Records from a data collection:
--*--
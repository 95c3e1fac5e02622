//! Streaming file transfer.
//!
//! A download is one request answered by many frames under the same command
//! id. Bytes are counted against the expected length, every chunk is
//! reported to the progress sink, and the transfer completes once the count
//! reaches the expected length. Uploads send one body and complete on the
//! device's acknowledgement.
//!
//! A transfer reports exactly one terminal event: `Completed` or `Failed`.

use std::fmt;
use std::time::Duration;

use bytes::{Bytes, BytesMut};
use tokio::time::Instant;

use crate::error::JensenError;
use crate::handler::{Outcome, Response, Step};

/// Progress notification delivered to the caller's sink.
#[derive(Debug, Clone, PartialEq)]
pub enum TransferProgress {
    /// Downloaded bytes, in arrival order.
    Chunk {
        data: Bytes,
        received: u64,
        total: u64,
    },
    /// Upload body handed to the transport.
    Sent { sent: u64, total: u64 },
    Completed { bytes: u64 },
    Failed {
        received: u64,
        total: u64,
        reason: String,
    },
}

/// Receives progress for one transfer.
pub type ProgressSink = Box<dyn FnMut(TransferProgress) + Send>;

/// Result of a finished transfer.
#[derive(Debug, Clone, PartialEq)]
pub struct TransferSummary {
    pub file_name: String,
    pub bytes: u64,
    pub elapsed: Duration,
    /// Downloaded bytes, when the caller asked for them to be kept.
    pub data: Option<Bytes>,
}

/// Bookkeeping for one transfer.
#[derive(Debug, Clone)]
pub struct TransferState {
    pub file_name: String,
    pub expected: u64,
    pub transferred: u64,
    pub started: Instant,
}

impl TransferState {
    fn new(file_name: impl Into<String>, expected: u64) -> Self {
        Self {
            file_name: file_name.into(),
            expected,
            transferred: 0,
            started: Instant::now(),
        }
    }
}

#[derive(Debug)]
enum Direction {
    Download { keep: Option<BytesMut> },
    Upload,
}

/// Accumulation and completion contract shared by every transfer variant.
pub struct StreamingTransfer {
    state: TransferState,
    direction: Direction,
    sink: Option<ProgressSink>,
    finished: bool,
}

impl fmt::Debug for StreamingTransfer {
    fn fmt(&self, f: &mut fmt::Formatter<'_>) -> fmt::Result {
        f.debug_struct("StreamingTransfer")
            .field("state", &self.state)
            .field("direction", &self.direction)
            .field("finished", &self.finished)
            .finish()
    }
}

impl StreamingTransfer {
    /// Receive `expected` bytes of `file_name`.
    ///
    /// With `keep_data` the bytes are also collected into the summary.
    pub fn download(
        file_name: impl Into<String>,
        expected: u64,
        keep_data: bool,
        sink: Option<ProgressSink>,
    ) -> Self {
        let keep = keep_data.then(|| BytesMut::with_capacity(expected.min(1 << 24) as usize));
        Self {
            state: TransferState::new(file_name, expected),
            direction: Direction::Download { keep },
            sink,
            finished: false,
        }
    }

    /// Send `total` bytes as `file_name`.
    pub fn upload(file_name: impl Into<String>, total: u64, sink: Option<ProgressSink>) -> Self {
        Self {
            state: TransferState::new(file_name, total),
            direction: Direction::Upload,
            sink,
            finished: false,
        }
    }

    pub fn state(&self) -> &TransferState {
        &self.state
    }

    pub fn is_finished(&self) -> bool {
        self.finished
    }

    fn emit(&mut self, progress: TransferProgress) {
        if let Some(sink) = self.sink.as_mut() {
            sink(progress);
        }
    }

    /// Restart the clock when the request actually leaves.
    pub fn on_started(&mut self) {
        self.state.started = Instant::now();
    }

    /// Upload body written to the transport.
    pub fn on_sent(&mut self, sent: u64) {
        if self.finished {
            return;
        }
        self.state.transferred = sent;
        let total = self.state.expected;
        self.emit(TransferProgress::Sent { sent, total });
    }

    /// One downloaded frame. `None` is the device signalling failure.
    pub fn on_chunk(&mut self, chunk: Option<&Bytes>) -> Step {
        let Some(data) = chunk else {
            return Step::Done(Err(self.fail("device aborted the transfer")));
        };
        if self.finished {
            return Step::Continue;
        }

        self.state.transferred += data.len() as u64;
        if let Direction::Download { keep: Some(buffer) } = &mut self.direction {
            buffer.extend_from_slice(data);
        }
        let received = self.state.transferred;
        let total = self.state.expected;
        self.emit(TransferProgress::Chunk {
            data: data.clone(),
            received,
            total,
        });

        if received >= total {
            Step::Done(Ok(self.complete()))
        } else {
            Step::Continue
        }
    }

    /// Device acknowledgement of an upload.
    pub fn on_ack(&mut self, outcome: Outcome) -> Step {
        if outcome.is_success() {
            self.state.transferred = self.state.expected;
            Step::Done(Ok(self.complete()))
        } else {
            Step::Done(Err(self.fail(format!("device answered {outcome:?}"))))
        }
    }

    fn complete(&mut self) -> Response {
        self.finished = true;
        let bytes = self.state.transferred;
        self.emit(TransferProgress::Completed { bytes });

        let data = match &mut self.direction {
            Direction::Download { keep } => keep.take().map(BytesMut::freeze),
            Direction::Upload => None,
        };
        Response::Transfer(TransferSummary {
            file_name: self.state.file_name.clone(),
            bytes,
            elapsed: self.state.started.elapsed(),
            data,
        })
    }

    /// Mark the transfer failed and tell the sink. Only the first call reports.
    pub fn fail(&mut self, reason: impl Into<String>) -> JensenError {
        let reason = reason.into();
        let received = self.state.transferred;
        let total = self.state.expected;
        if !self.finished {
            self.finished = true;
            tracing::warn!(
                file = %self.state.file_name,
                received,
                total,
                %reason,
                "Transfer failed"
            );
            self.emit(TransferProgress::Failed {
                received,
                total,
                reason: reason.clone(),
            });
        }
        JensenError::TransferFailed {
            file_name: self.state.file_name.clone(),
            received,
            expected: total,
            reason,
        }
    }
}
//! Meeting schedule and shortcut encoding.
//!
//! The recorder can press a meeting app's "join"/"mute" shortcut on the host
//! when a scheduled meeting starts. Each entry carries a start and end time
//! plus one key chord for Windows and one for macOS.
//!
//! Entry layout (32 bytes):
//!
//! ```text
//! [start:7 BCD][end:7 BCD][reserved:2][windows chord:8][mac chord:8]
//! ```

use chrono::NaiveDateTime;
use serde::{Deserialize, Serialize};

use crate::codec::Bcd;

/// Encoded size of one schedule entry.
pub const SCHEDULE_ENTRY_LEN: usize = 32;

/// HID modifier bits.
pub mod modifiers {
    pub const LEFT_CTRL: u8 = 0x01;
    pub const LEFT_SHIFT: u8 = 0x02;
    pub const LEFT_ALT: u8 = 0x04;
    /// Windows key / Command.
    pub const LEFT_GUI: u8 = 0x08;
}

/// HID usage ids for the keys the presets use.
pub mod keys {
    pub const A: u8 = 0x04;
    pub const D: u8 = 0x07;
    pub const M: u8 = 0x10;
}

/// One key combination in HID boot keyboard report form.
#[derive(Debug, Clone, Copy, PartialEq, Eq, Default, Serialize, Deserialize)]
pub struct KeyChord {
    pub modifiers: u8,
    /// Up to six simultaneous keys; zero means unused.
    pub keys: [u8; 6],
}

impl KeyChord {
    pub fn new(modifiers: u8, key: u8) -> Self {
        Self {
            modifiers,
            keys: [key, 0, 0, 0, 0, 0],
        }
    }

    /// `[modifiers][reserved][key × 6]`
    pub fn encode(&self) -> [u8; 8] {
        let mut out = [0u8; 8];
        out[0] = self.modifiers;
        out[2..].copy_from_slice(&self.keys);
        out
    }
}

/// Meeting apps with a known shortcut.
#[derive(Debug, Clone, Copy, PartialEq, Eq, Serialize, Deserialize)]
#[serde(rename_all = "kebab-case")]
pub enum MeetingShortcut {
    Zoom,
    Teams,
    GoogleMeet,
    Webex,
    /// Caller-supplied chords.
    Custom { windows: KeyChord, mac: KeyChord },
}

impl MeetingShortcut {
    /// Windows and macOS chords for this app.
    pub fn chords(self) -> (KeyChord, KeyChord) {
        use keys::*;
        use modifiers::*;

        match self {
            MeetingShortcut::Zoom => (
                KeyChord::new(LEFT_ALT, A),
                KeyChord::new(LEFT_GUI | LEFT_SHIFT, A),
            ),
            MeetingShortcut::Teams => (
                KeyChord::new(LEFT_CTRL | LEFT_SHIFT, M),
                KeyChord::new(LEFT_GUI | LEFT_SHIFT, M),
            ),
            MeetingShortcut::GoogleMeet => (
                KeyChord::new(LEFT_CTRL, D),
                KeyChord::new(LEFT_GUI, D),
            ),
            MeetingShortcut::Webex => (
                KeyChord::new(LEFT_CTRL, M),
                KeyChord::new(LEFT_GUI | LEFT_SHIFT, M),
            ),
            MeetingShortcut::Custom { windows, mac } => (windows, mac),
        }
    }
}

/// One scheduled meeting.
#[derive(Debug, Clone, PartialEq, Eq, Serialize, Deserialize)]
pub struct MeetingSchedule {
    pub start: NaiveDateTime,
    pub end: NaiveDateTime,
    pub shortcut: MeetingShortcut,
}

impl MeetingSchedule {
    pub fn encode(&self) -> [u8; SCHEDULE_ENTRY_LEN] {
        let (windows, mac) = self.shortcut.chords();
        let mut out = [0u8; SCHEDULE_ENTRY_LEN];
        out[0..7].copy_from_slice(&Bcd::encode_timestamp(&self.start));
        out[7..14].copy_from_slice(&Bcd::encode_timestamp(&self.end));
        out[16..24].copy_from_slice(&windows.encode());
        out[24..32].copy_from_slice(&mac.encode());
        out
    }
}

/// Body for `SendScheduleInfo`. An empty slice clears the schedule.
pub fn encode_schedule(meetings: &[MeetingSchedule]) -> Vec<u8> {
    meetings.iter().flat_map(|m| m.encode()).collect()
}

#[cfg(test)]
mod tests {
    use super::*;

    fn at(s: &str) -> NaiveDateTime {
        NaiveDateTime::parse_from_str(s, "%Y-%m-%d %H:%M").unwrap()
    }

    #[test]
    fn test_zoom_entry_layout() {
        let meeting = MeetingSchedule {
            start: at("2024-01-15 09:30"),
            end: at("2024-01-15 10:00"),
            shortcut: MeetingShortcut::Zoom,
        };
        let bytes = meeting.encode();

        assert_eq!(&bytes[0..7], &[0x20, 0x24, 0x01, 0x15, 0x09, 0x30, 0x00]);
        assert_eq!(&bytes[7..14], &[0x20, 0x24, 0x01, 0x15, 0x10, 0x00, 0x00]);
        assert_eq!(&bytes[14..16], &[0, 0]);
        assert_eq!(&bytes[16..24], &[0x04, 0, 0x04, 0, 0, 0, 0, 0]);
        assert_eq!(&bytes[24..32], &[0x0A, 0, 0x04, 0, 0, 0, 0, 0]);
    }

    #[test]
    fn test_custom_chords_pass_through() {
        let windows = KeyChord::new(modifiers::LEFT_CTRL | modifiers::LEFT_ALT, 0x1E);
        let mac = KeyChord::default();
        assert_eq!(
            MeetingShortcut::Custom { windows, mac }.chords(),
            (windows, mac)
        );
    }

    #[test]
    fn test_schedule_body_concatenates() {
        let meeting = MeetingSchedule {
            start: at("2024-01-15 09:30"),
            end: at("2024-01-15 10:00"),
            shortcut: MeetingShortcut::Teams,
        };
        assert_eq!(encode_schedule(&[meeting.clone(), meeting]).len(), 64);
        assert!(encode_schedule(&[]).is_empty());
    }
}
--*--
§ What this task involves
Count every line in the data that contains the word "macOS", then give that count and nothing else.

§ Answer section
2